Il saluto romano eseguito come gesto fulmineo “estemporaneo e goliardico“, durato appena tre secondi sulle gradinate dello stadio Moccagatta di Alessandria, non è sufficiente a far scattare la condanna penale se manca un reale pericolo di diffusione dell’ideologia fascista o di una sua riorganizzazione. Lo ha stabilito il tribunale di Alessandria, con il giudice monocratico Michele Innocenti, che ha assolto un tifoso torinese dall’accusa di aver compiuto gesti legati al disciolto partito fascista.

La vicenda risale al 13 marzo 2022, durante l’incontro di calcio tra Juventus Under 23 e Südtirol. L’imputato, un sessantenne di Torino difeso dall’avvocato Davide De Bartolo, era stato ripreso dalle telecamere di sicurezza dell’impianto sportivo mentre sollevava il braccio destro con il palmo rivolto verso l’esterno: il più classico dei “saluti romani”.

Al tifoso fu inflitto un Daspo di 5 anni con un provvedimento che, la scorsa primavera, è stato confermato dal Tar sulla base del fatto che il gesto “è una condotta provocatoria estranea alla passione sportiva e idonea a mettere a rischio la sicurezza pubblica“.

Il tribunale di Alessandria ha invece richiamato precedenti sentenze dove i giudici di legittimità hanno chiarito che l’ordinamento italiano non punisce l’opinione o il gesto in sé, per quanto censurabile, bensì il pericolo concreto che da esso deriva.

Perché vi sia reato, insomma, il saluto fascista deve essere “concretamente idoneo a determinare un pericolo di ricostituzione del partito fascista o comunque di diffusione della relativa ideologia”. Un criterio di offensività che nel caso di Alessandria è stato ritenuto assente.

Nelle motivazioni si legge che il braccio teso è rimasto alzato per un lasso di tempo “estremamente limitato”, calcolato in circa tre secondi, e che l’azione non è stata in alcun modo reiterata nel corso della partita.

A giocare a favore dell’imputato è stato anche il “vuoto ideologico” circostante: i soggetti coinvolti erano in numero esiguo (due persone) e il gesto è apparso come un comportamento “estemporaneo e goliardico”, del tutto privo di una reale valenza propagandistica o istigatoria.

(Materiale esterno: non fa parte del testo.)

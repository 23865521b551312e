//! Text-completion model access.

mod gemini;

pub use gemini::GeminiClient;

use async_trait::async_trait;

use crate::error::ProviderError;

/// A language model that completes a text prompt.
#[async_trait]
pub trait LlmProvider: Send + Sync {
    /// Complete the prompt and return the model's text.
    async fn complete(&self, prompt: &str) -> Result<String, ProviderError>;
}
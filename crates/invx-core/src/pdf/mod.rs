//! PDF processing module.

mod extractor;

pub use extractor::{PdfExtractor, join_pages};

use crate::error::PdfError;

/// Result type for PDF operations.
pub type Result<T> = std::result::Result<T, PdfError>;

/// Trait for PDF processing implementations.
pub trait PdfProcessor {
    /// Load a PDF from bytes.
    fn load(&mut self, data: &[u8]) -> Result<()>;

    /// Extract the text of every page, in page order.
    fn extract_page_texts(&self) -> Result<Vec<String>>;

    /// Extract the text of the whole document, skipping empty pages.
    fn extract_text(&self) -> Result<Option<String>> {
        Ok(join_pages(&self.extract_page_texts()?))
    }
}
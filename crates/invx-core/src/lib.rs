//! Core library for invoice extraction from shared document folders.
//!
//! This crate provides:
//! - Folder listing and document download with bounded retries
//! - Text extraction from PDFs and OCR of scanned images
//! - Structured invoice extraction with a language model (single-shot or
//!   tool-using agent with currency conversion)
//! - CSV report generation and the folder-processing pipeline

pub mod currency;
pub mod error;
pub mod invoice;
pub mod llm;
pub mod models;
pub mod ocr;
pub mod pdf;
pub mod pipeline;
pub mod report;
pub mod retry;
pub mod service;
pub mod source;
pub mod text;

pub use currency::{CurrencyConverter, RateProvider};
pub use error::{InvxError, Result};
pub use invoice::{ExtractionResult, StructuredExtractor};
pub use llm::LlmProvider;
pub use models::config::{Credentials, ExtractionMode, InvxConfig};
pub use models::invoice::{Amount, InvoiceRecord, LineItem};
pub use ocr::OcrProvider;
pub use pipeline::{Pipeline, RunEvent, RunObserver, RunResult, SkipReason, SkippedDocument};
pub use report::ReportBuilder;
pub use retry::RetryPolicy;
pub use service::{ProcessRequest, Response};
pub use source::{DocumentRef, StorageProvider};
pub use text::{DocumentKind, TextExtractor};
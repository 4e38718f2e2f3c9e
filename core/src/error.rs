//! Error types for the todo API client.
//!
//! # Design
//! `NotFound` gets a dedicated variant because callers frequently distinguish
//! "the todo does not exist" from "the server rejected the request." When the
//! server explains itself with a `{"message": ...}` body the message is
//! surfaced as `Server`; any other unexpected status lands in `HttpError`
//! with the raw body.

use thiserror::Error;

/// Errors returned by `TodoClient` build and parse methods.
#[derive(Debug, Error)]
pub enum ApiError {
    /// The server returned 404: the requested todo does not exist.
    #[error("resource not found")]
    NotFound,

    /// The server returned an error status with a message envelope.
    #[error("HTTP {status}: {message}")]
    Server { status: u16, message: String },

    /// The server returned an unexpected status without a message envelope.
    #[error("HTTP {status}: {body}")]
    HttpError { status: u16, body: String },

    #[error("deserialization failed: {0}")]
    DeserializationError(String),

    #[error("serialization failed: {0}")]
    SerializationError(String),
}

impl ApiError {
    /// Status code carried by the error, if it came from a response.
    pub fn status(&self) -> Option<u16> {
        match self {
            ApiError::NotFound => Some(404),
            ApiError::Server { status, .. } | ApiError::HttpError { status, .. } => Some(*status),
            ApiError::DeserializationError(_) | ApiError::SerializationError(_) => None,
        }
    }
}
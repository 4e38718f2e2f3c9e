//! Full CRUD lifecycle test against the live todo server.
//!
//! Starts the server on a random port, then exercises every client
//! operation over real HTTP using ureq.

use todo_core::{ApiError, CreateTodo, HttpMethod, HttpRequest, HttpResponse, TodoClient, UpdateTodo};

/// Execute an `HttpRequest` using ureq and return an `HttpResponse`.
///
/// Status codes are not treated as errors so 4xx/5xx responses reach the
/// client's own status handling.
fn execute(req: HttpRequest) -> HttpResponse {
    let agent = ureq::Agent::config_builder()
        .http_status_as_error(false)
        .build()
        .new_agent();

    let mut response = match (req.method, req.body) {
        (HttpMethod::Get, _) => agent.get(&req.path).call(),
        (HttpMethod::Delete, _) => agent.delete(&req.path).call(),
        (HttpMethod::Post, Some(body)) => {
            agent.post(&req.path).content_type("application/json").send(body.as_bytes())
        }
        (HttpMethod::Post, None) => agent.post(&req.path).send_empty(),
        (HttpMethod::Put, Some(body)) => {
            agent.put(&req.path).content_type("application/json").send(body.as_bytes())
        }
        (HttpMethod::Put, None) => agent.put(&req.path).send_empty(),
    }
    .expect("HTTP transport error");

    let status = response.status().as_u16();
    let body = response.body_mut().read_to_string().unwrap_or_default();

    HttpResponse::new(status, body)
}

fn start_server() -> std::net::SocketAddr {
    let std_listener = std::net::TcpListener::bind("127.0.0.1:0").unwrap();
    let addr = std_listener.local_addr().unwrap();
    std_listener.set_nonblocking(true).unwrap();

    std::thread::spawn(move || {
        let rt = tokio::runtime::Builder::new_current_thread()
            .enable_all()
            .build()
            .unwrap();
        rt.block_on(async {
            let listener = tokio::net::TcpListener::from_std(std_listener).unwrap();
            todo_server::run(listener).await
        })
        .unwrap();
    });

    addr
}

#[test]
fn crud_lifecycle() {
    let addr = start_server();
    let client = TodoClient::new(&format!("http://{addr}/api/v1"));

    // list: empty
    let todos = client.parse_list_todos(execute(client.build_list_todos())).unwrap();
    assert!(todos.is_empty(), "expected empty list");

    // create
    let req = client
        .build_create_todo(&CreateTodo {
            content: "buy milk".to_string(),
        })
        .unwrap();
    let created = client.parse_create_todo(execute(req)).unwrap();
    assert_eq!(created.content, "buy milk");
    assert!(!created.done);
    assert!(!created.id.is_empty());
    let id = created.id.clone();

    // get
    let fetched = client.parse_get_todo(execute(client.build_get_todo(&id))).unwrap();
    assert_eq!(fetched, created);

    // list: one item
    let todos = client.parse_list_todos(execute(client.build_list_todos())).unwrap();
    assert_eq!(todos, vec![created.clone()]);

    // update
    let req = client
        .build_update_todo(
            &id,
            &UpdateTodo {
                content: "buy oat milk".to_string(),
                done: true,
            },
        )
        .unwrap();
    client.parse_update_todo(execute(req)).unwrap();

    let fetched = client.parse_get_todo(execute(client.build_get_todo(&id))).unwrap();
    assert_eq!(fetched.id, id);
    assert_eq!(fetched.created_at, created.created_at);
    assert_eq!(fetched.content, "buy oat milk");
    assert!(fetched.done);

    // delete
    client.parse_delete_todo(execute(client.build_delete_todo(&id))).unwrap();

    // get after delete: NotFound
    let err = client.parse_get_todo(execute(client.build_get_todo(&id))).unwrap_err();
    assert!(matches!(err, ApiError::NotFound));

    // delete again: NotFound
    let err = client.parse_delete_todo(execute(client.build_delete_todo(&id))).unwrap_err();
    assert!(matches!(err, ApiError::NotFound));

    // update after delete: NotFound
    let req = client
        .build_update_todo(
            &id,
            &UpdateTodo {
                content: "gone".to_string(),
                done: false,
            },
        )
        .unwrap();
    let err = client.parse_update_todo(execute(req)).unwrap_err();
    assert!(matches!(err, ApiError::NotFound));

    // list: empty again
    let todos = client.parse_list_todos(execute(client.build_list_todos())).unwrap();
    assert!(todos.is_empty(), "expected empty list after delete");
}

#[test]
fn malformed_body_surfaces_server_message() {
    let addr = start_server();
    let client = TodoClient::new(&format!("http://{addr}/api/v1"));

    let mut req = client
        .build_create_todo(&CreateTodo {
            content: "ignored".to_string(),
        })
        .unwrap();
    req.body = Some("{not json".to_string());

    let err = client.parse_create_todo(execute(req)).unwrap_err();
    match err {
        ApiError::Server { status, message } => {
            assert_eq!(status, 500);
            assert!(!message.is_empty());
        }
        other => panic!("unexpected error: {other:?}"),
    }

    let todos = client.parse_list_todos(execute(client.build_list_todos())).unwrap();
    assert!(todos.is_empty());
}
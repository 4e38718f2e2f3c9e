use std::sync::Arc;

use axum::Router;
use tokio::net::TcpListener;

use crate::config::ServerConfig;
use crate::error::ServerResult;
use crate::routes::build_router;
use crate::store::TodoStore;

/// Todo API server: one store, one router, one listener.
pub struct TodoServer {
    config: ServerConfig,
    store: Arc<TodoStore>,
}

impl TodoServer {
    pub fn new(config: ServerConfig) -> Self {
        Self {
            config,
            store: Arc::new(TodoStore::new()),
        }
    }

    pub fn config(&self) -> &ServerConfig {
        &self.config
    }

    pub fn store(&self) -> Arc<TodoStore> {
        Arc::clone(&self.store)
    }

    /// Build the router (useful for testing).
    pub fn router(&self) -> Router {
        build_router(self.store(), self.config.cors)
    }

    /// Bind the configured address and serve until Ctrl+C or SIGTERM.
    pub async fn serve(self) -> ServerResult<()> {
        let listener = TcpListener::bind(self.config.bind_addr).await?;
        tracing::info!(addr = %listener.local_addr()?, cors = self.config.cors, "todo server listening");
        axum::serve(listener, self.router())
            .with_graceful_shutdown(shutdown_signal())
            .await?;
        tracing::info!("todo server stopped");
        Ok(())
    }
}

async fn shutdown_signal() {
    let ctrl_c = async {
        if let Err(err) = tokio::signal::ctrl_c().await {
            tracing::error!(error = %err, "failed to listen for Ctrl+C");
            std::future::pending::<()>().await;
        }
    };

    #[cfg(unix)]
    let terminate = async {
        use tokio::signal::unix::{signal, SignalKind};
        match signal(SignalKind::terminate()) {
            Ok(mut sig) => {
                sig.recv().await;
            }
            Err(err) => {
                tracing::error!(error = %err, "failed to listen for SIGTERM");
                std::future::pending::<()>().await;
            }
        }
    };

    #[cfg(not(unix))]
    let terminate = std::future::pending::<()>();

    tokio::select! {
        () = ctrl_c => tracing::info!("received Ctrl+C, shutting down"),
        () = terminate => tracing::info!("received SIGTERM, shutting down"),
    }
}
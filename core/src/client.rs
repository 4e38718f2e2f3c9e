//! Stateless HTTP request builder and response parser for the todo API.
//!
//! # Design
//! `TodoClient` holds only a `base_url` (including the `/api/v1` prefix) and
//! carries no mutable state between calls. Each operation is split into a
//! `build_*` method that produces an `HttpRequest` and a `parse_*` method
//! that consumes an `HttpResponse`.

use serde::de::DeserializeOwned;

use crate::error::ApiError;
use crate::http::{HttpMethod, HttpRequest, HttpResponse};
use crate::types::{CreateTodo, ErrorMessage, Todo, UpdateTodo};

/// Synchronous, stateless client for the todo API.
#[derive(Debug, Clone)]
pub struct TodoClient {
    base_url: String,
}

impl TodoClient {
    /// `base_url` is the API root, e.g. `http://127.0.0.1:8080/api/v1`.
    pub fn new(base_url: &str) -> Self {
        Self {
            base_url: base_url.trim_end_matches('/').to_string(),
        }
    }

    pub fn base_url(&self) -> &str {
        &self.base_url
    }

    pub fn build_list_todos(&self) -> HttpRequest {
        self.request(HttpMethod::Get, "/todos".to_string(), None)
    }

    pub fn build_get_todo(&self, id: &str) -> HttpRequest {
        self.request(HttpMethod::Get, format!("/todos/{id}"), None)
    }

    pub fn build_create_todo(&self, input: &CreateTodo) -> Result<HttpRequest, ApiError> {
        let body = serde_json::to_string(input).map_err(|e| ApiError::SerializationError(e.to_string()))?;
        Ok(self.request(HttpMethod::Post, "/todos".to_string(), Some(body)))
    }

    pub fn build_update_todo(&self, id: &str, input: &UpdateTodo) -> Result<HttpRequest, ApiError> {
        let body = serde_json::to_string(input).map_err(|e| ApiError::SerializationError(e.to_string()))?;
        Ok(self.request(HttpMethod::Put, format!("/todos/{id}"), Some(body)))
    }

    pub fn build_delete_todo(&self, id: &str) -> HttpRequest {
        self.request(HttpMethod::Delete, format!("/todos/{id}"), None)
    }

    pub fn parse_list_todos(&self, response: HttpResponse) -> Result<Vec<Todo>, ApiError> {
        check_status(&response, 200)?;
        parse_body(&response)
    }

    pub fn parse_get_todo(&self, response: HttpResponse) -> Result<Todo, ApiError> {
        check_status(&response, 200)?;
        parse_body(&response)
    }

    /// The server answers a create with 200 and the stored record.
    pub fn parse_create_todo(&self, response: HttpResponse) -> Result<Todo, ApiError> {
        check_status(&response, 200)?;
        parse_body(&response)
    }

    /// Updates answer 204 with no body.
    pub fn parse_update_todo(&self, response: HttpResponse) -> Result<(), ApiError> {
        check_status(&response, 204)
    }

    pub fn parse_delete_todo(&self, response: HttpResponse) -> Result<(), ApiError> {
        check_status(&response, 204)
    }

    fn request(&self, method: HttpMethod, path: String, body: Option<String>) -> HttpRequest {
        let headers = if body.is_some() {
            vec![("content-type".to_string(), "application/json".to_string())]
        } else {
            Vec::new()
        };
        HttpRequest {
            method,
            path: format!("{}{path}", self.base_url),
            headers,
            body,
        }
    }
}

fn parse_body<T: DeserializeOwned>(response: &HttpResponse) -> Result<T, ApiError> {
    serde_json::from_str(&response.body).map_err(|e| ApiError::DeserializationError(e.to_string()))
}

/// Map non-success status codes to the appropriate `ApiError` variant.
fn check_status(response: &HttpResponse, expected: u16) -> Result<(), ApiError> {
    if response.status == expected {
        return Ok(());
    }
    if response.status == 404 {
        return Err(ApiError::NotFound);
    }
    match serde_json::from_str::<ErrorMessage>(&response.body) {
        Ok(envelope) => Err(ApiError::Server {
            status: response.status,
            message: envelope.message,
        }),
        Err(_) => Err(ApiError::HttpError {
            status: response.status,
            body: response.body.clone(),
        }),
    }
}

Gli stessi spettatori presenti allo stadio non hanno mostrato alcuna forma di adesione, partecipazione o emulazione, isolando di fatto l’iniziativa del tifoso.

Mancando la “carica offensiva” e l’idoneità a fare proseliti, il tribunale ha ritenuto insussistente l’elemento oggettivo del reato. Quindi l’imputato è stato assolto “perché il fatto non costituisce reato“.